**DATASET RECORDS**
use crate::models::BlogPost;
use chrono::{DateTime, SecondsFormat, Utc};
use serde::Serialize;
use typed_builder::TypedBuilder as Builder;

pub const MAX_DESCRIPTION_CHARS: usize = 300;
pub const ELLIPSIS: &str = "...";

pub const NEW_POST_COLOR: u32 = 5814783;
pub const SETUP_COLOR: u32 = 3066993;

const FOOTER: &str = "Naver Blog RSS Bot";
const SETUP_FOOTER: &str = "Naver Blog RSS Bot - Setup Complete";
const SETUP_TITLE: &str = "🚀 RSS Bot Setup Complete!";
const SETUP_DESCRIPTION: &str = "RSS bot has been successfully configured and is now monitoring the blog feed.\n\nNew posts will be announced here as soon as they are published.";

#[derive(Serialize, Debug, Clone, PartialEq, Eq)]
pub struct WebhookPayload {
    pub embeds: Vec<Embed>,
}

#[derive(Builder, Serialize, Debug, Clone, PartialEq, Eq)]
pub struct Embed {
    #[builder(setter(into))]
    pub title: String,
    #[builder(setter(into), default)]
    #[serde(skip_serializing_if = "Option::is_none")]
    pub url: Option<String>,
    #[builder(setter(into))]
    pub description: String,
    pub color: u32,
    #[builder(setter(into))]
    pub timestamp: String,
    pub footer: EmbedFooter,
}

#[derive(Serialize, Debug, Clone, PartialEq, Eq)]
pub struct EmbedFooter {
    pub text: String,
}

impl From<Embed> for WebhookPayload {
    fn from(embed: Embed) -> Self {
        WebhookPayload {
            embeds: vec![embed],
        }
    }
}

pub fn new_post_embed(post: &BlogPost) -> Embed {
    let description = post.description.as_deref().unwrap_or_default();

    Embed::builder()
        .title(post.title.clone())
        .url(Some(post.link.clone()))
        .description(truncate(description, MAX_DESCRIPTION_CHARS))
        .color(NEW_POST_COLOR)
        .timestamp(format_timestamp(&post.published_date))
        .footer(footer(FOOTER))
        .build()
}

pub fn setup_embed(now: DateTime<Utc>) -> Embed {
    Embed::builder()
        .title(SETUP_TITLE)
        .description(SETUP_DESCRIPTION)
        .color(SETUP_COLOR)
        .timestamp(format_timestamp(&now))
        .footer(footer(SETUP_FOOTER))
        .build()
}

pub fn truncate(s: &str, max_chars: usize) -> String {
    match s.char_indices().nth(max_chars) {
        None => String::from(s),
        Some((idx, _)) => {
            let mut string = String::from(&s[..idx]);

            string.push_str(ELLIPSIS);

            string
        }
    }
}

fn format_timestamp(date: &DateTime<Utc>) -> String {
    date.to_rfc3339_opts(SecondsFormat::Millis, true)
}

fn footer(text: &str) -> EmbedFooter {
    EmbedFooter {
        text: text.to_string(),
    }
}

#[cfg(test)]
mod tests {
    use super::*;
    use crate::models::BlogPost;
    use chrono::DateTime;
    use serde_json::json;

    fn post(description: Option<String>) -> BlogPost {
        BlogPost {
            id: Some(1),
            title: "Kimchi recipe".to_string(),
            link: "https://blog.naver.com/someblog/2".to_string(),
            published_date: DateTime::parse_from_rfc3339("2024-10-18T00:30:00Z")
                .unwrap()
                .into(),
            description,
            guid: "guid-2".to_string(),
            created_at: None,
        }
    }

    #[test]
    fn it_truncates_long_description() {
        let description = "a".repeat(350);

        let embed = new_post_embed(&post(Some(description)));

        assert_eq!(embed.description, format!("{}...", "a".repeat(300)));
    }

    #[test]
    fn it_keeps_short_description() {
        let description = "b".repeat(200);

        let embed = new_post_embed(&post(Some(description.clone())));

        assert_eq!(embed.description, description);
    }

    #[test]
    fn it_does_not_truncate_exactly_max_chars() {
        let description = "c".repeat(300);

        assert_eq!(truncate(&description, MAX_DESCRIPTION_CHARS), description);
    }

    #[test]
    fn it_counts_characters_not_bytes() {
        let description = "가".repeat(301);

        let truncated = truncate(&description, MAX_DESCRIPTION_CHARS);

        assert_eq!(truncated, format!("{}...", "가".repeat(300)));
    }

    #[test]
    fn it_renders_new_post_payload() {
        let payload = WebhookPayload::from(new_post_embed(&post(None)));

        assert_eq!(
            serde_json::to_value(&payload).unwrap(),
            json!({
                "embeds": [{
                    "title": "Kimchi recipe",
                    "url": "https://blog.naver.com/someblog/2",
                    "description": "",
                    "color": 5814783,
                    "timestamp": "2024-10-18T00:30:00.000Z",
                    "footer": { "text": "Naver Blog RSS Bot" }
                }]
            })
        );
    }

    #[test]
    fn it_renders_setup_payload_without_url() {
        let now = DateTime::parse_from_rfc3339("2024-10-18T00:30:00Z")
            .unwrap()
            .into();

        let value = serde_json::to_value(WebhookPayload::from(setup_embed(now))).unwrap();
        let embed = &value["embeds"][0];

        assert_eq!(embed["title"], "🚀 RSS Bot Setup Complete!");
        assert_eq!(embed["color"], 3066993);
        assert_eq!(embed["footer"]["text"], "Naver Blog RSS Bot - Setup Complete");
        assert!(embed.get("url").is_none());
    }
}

...

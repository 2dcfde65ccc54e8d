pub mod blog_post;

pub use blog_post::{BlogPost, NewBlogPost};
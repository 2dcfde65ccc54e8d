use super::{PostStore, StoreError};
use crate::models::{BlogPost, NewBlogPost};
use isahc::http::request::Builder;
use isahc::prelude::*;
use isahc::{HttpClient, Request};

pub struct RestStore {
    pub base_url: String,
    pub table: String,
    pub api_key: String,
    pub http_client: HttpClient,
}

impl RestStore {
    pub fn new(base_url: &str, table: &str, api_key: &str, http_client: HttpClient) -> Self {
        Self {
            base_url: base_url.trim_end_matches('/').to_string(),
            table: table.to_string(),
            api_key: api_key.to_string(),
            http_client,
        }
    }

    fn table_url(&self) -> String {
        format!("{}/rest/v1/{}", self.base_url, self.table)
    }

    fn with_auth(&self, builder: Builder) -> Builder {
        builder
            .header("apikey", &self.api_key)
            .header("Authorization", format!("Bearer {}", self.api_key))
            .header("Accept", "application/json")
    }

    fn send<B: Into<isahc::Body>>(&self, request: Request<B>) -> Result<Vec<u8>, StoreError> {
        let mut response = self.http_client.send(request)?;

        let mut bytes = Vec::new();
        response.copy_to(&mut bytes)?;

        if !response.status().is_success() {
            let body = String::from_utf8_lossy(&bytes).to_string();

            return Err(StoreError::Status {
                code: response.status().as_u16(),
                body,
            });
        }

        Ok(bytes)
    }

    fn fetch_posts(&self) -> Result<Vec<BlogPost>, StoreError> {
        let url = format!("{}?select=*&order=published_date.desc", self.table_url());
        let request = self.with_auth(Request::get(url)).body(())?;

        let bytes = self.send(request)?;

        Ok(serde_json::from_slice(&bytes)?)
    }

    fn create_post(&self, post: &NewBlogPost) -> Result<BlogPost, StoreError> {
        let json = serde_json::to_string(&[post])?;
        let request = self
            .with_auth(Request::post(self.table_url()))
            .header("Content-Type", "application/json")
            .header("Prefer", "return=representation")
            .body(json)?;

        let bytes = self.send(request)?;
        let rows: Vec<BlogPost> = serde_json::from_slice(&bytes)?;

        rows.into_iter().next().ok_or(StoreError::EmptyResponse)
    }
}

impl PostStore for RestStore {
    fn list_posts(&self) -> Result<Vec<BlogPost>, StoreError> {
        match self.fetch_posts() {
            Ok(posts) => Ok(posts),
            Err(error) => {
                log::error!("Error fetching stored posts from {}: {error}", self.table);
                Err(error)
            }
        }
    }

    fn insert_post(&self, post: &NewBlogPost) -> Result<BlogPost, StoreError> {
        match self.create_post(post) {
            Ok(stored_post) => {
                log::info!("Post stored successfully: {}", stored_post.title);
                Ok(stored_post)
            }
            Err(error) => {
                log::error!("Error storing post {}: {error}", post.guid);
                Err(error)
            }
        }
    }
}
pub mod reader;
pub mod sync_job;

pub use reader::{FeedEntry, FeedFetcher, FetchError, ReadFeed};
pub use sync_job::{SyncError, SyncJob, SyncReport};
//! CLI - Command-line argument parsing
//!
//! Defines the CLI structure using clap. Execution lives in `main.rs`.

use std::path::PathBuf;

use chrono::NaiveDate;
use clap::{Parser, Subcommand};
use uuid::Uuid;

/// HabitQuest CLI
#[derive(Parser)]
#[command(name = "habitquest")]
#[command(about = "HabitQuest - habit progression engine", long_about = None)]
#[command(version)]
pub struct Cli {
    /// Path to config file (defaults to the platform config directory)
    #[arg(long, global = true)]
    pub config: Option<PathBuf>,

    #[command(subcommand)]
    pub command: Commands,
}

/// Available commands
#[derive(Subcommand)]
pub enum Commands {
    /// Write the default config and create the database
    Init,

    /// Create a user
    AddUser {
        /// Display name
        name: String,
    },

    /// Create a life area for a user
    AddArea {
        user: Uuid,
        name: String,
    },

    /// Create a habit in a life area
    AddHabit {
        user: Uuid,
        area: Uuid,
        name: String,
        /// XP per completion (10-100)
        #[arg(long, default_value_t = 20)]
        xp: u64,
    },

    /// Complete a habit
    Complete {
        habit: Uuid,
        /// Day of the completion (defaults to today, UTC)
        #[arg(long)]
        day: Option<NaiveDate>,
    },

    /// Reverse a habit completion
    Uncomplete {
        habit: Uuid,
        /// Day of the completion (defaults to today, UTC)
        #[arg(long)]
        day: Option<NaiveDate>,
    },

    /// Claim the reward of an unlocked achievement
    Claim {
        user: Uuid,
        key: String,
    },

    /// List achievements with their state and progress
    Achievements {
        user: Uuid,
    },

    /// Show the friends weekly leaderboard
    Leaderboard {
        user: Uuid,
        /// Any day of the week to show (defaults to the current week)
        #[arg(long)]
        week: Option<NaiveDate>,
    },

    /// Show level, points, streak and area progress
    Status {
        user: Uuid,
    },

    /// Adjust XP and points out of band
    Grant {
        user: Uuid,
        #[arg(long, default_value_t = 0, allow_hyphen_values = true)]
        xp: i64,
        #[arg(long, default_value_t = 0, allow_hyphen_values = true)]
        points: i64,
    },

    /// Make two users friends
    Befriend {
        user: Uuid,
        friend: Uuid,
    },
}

**TASK INSTRUCTIONS**
This task needs one value: the number of lines in the material above that contain the word "PostStore".

**EXERCISE OUTPUT**
2